**Task objective**.
Copy the lines exactly as they appear, starting with the first line of the records and ending with the line that contains "and executable files.".

**Input data**.
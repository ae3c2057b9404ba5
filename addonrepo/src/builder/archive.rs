//! Deterministic zip archives of add-on trees.
//!
//! The archive depends only on the relative paths, contents and executable
//! bits of the packaged files. Entry order, timestamps and permissions are
//! all fixed, so an unchanged tree always produces the same bytes and the
//! same digest.

use std::fs;
use std::io::{Cursor, Write};
use std::path::{Path, PathBuf};
use std::time::SystemTime;

use glob::Pattern;
use tracing::{debug, warn};
use zip::write::SimpleFileOptions;
use zip::{CompressionMethod, DateTime, ZipWriter};

use super::{BuildError, BuildResult};
use crate::addon::AddonId;

/// Permissions recorded for regular files.
pub const FILE_MODE: u32 = 0o644;

/// Permissions recorded for directories and executable files.
pub const EXEC_MODE: u32 = 0o755;

/// What a member of the archive is.
#[derive(Debug, Clone, Copy, PartialEq, Eq)]
pub enum MemberKind {
    Directory,
    File { executable: bool },
}

/// One path inside an add-on tree selected for packaging.
#[derive(Debug, Clone)]
pub struct Member {
    /// Path relative to the add-on root with `/` separators. Empty for the
    /// root itself.
    pub relative: String,

    /// Location on disk.
    pub source: PathBuf,

    pub kind: MemberKind,

    /// Modification time of files; `None` for directories.
    pub modified: Option<SystemTime>,
}

impl Member {
    /// Entry name inside the archive, under the `{id}/` prefix.
    pub fn entry_name(&self, id: &AddonId) -> String {
        match (self.kind, self.relative.is_empty()) {
            (MemberKind::Directory, true) => format!("{}/", id),
            (MemberKind::Directory, false) => format!("{}/{}/", id, self.relative),
            (MemberKind::File { .. }, _) => format!("{}/{}", id, self.relative),
        }
    }

    fn mode(&self) -> u32 {
        match self.kind {
            MemberKind::Directory | MemberKind::File { executable: true } => EXEC_MODE,
            MemberKind::File { executable: false } => FILE_MODE,
        }
    }
}

/// A finished in-memory archive.
#[derive(Debug, Clone)]
pub struct PackedArchive {
    /// Archive bytes.
    pub bytes: Vec<u8>,

    /// Number of file (non-directory) entries.
    pub file_count: usize,

    /// Newest modification time among packaged files.
    pub newest_modified: Option<SystemTime>,
}

/// Check whether a single path component matches any exclude pattern.
pub fn is_excluded(name: &str, excludes: &[Pattern]) -> bool {
    excludes.iter().any(|p| p.matches(name))
}

/// Walk an add-on tree and return the members to package, sorted by
/// relative path with the root directory first.
///
/// Excluded names are pruned (an excluded directory is not descended
/// into). Symlinks are skipped with a warning.
pub fn collect_members(root: &Path, excludes: &[Pattern]) -> BuildResult<Vec<Member>> {
    let mut members = vec![Member {
        relative: String::new(),
        source: root.to_path_buf(),
        kind: MemberKind::Directory,
        modified: None,
    }];

    walk(root, root, excludes, &mut members)?;
    members.sort_by(|a, b| a.relative.cmp(&b.relative));
    Ok(members)
}

fn walk(
    root: &Path,
    dir: &Path,
    excludes: &[Pattern],
    members: &mut Vec<Member>,
) -> BuildResult<()> {
    let entries = fs::read_dir(dir).map_err(|e| BuildError::source_read(dir, e))?;

    for entry in entries {
        let entry = entry.map_err(|e| BuildError::source_read(dir, e))?;
        let path = entry.path();

        let name = entry.file_name();
        let name = name.to_str().ok_or_else(|| BuildError::MalformedAddon {
            path: root.to_path_buf(),
            reason: format!("path is not valid UTF-8: {}", path.display()),
        })?;

        if is_excluded(name, excludes) {
            debug!(path = %path.display(), "Excluded from archive");
            continue;
        }

        let metadata =
            fs::symlink_metadata(&path).map_err(|e| BuildError::source_read(&path, e))?;
        let file_type = metadata.file_type();

        if file_type.is_symlink() {
            warn!(path = %path.display(), "Skipping symlink in add-on tree");
            continue;
        }

        let relative = relative_path(root, &path)?;

        if file_type.is_dir() {
            members.push(Member {
                relative,
                source: path.clone(),
                kind: MemberKind::Directory,
                modified: None,
            });
            walk(root, &path, excludes, members)?;
        } else if file_type.is_file() {
            members.push(Member {
                relative,
                source: path,
                kind: MemberKind::File {
                    executable: is_executable(&metadata),
                },
                modified: metadata.modified().ok(),
            });
        } else {
            warn!(path = %path.display(), "Skipping special file in add-on tree");
        }
    }

    Ok(())
}

fn relative_path(root: &Path, path: &Path) -> BuildResult<String> {
    let relative = path.strip_prefix(root).map_err(|_| BuildError::MalformedAddon {
        path: root.to_path_buf(),
        reason: format!("{} escapes the add-on directory", path.display()),
    })?;

    let segments: Vec<&str> = relative
        .components()
        .map(|c| c.as_os_str().to_str().unwrap_or_default())
        .collect();
    Ok(segments.join("/"))
}

#[cfg(unix)]
fn is_executable(metadata: &fs::Metadata) -> bool {
    use std::os::unix::fs::PermissionsExt;
    metadata.permissions().mode() & 0o111 != 0
}

#[cfg(not(unix))]
fn is_executable(_metadata: &fs::Metadata) -> bool {
    false
}

/// Build the archive for an add-on rooted at `root`.
pub fn pack(id: &AddonId, root: &Path, excludes: &[Pattern]) -> BuildResult<PackedArchive> {
    let members = collect_members(root, excludes)?;
    write_archive(id, root, &members)
}

/// Write members into a zip held in memory.
pub fn write_archive(
    id: &AddonId,
    root: &Path,
    members: &[Member],
) -> BuildResult<PackedArchive> {
    let zip_error = |reason: zip::result::ZipError| BuildError::MalformedAddon {
        path: root.to_path_buf(),
        reason: format!("failed to archive: {}", reason),
    };

    let mut writer = ZipWriter::new(Cursor::new(Vec::new()));
    let mut file_count = 0;
    let mut newest_modified: Option<SystemTime> = None;

    for member in members {
        let options = SimpleFileOptions::default()
            .compression_method(CompressionMethod::Deflated)
            .last_modified_time(DateTime::default())
            .unix_permissions(member.mode());
        let name = member.entry_name(id);

        match member.kind {
            MemberKind::Directory => {
                writer.add_directory(name, options).map_err(zip_error)?;
            }
            MemberKind::File { .. } => {
                let content = fs::read(&member.source)
                    .map_err(|e| BuildError::source_read(&member.source, e))?;
                writer.start_file(name, options).map_err(zip_error)?;
                writer.write_all(&content).map_err(|e| zip_error(e.into()))?;

                file_count += 1;
                if let Some(modified) = member.modified {
                    newest_modified = Some(newest_modified.map_or(modified, |n| n.max(modified)));
                }
            }
        }
    }

    let bytes = writer.finish().map_err(zip_error)?.into_inner();

    Ok(PackedArchive {
        bytes,
        file_count,
        newest_modified,
    })
}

**Solution for this problem**.
repository ae3c2057b9404ba5
filename addonrepo/src/builder/archive.rs
//! Deterministic zip archives of add-on trees.
//!
//! The archive depends only on the relative paths, contents and executable
//! bits of the packaged files. Entry order, timestamps and permissions are
//! all fixed, so an unchanged tree always produces the same bytes and the
//! same digest.

use std::fs;
use std::io::{Cursor, Write};
use std::path::{Path, PathBuf};
use std::time::SystemTime;

use glob::Pattern;
use tracing::{debug, warn};
use zip::write::SimpleFileOptions;
use zip::{CompressionMethod, DateTime, ZipWriter};

use super::{BuildError, BuildResult};
use crate::addon::AddonId;

/// Permissions recorded for regular files.
pub const FILE_MODE: u32 = 0o644;

/// Permissions recorded for directories and executable files.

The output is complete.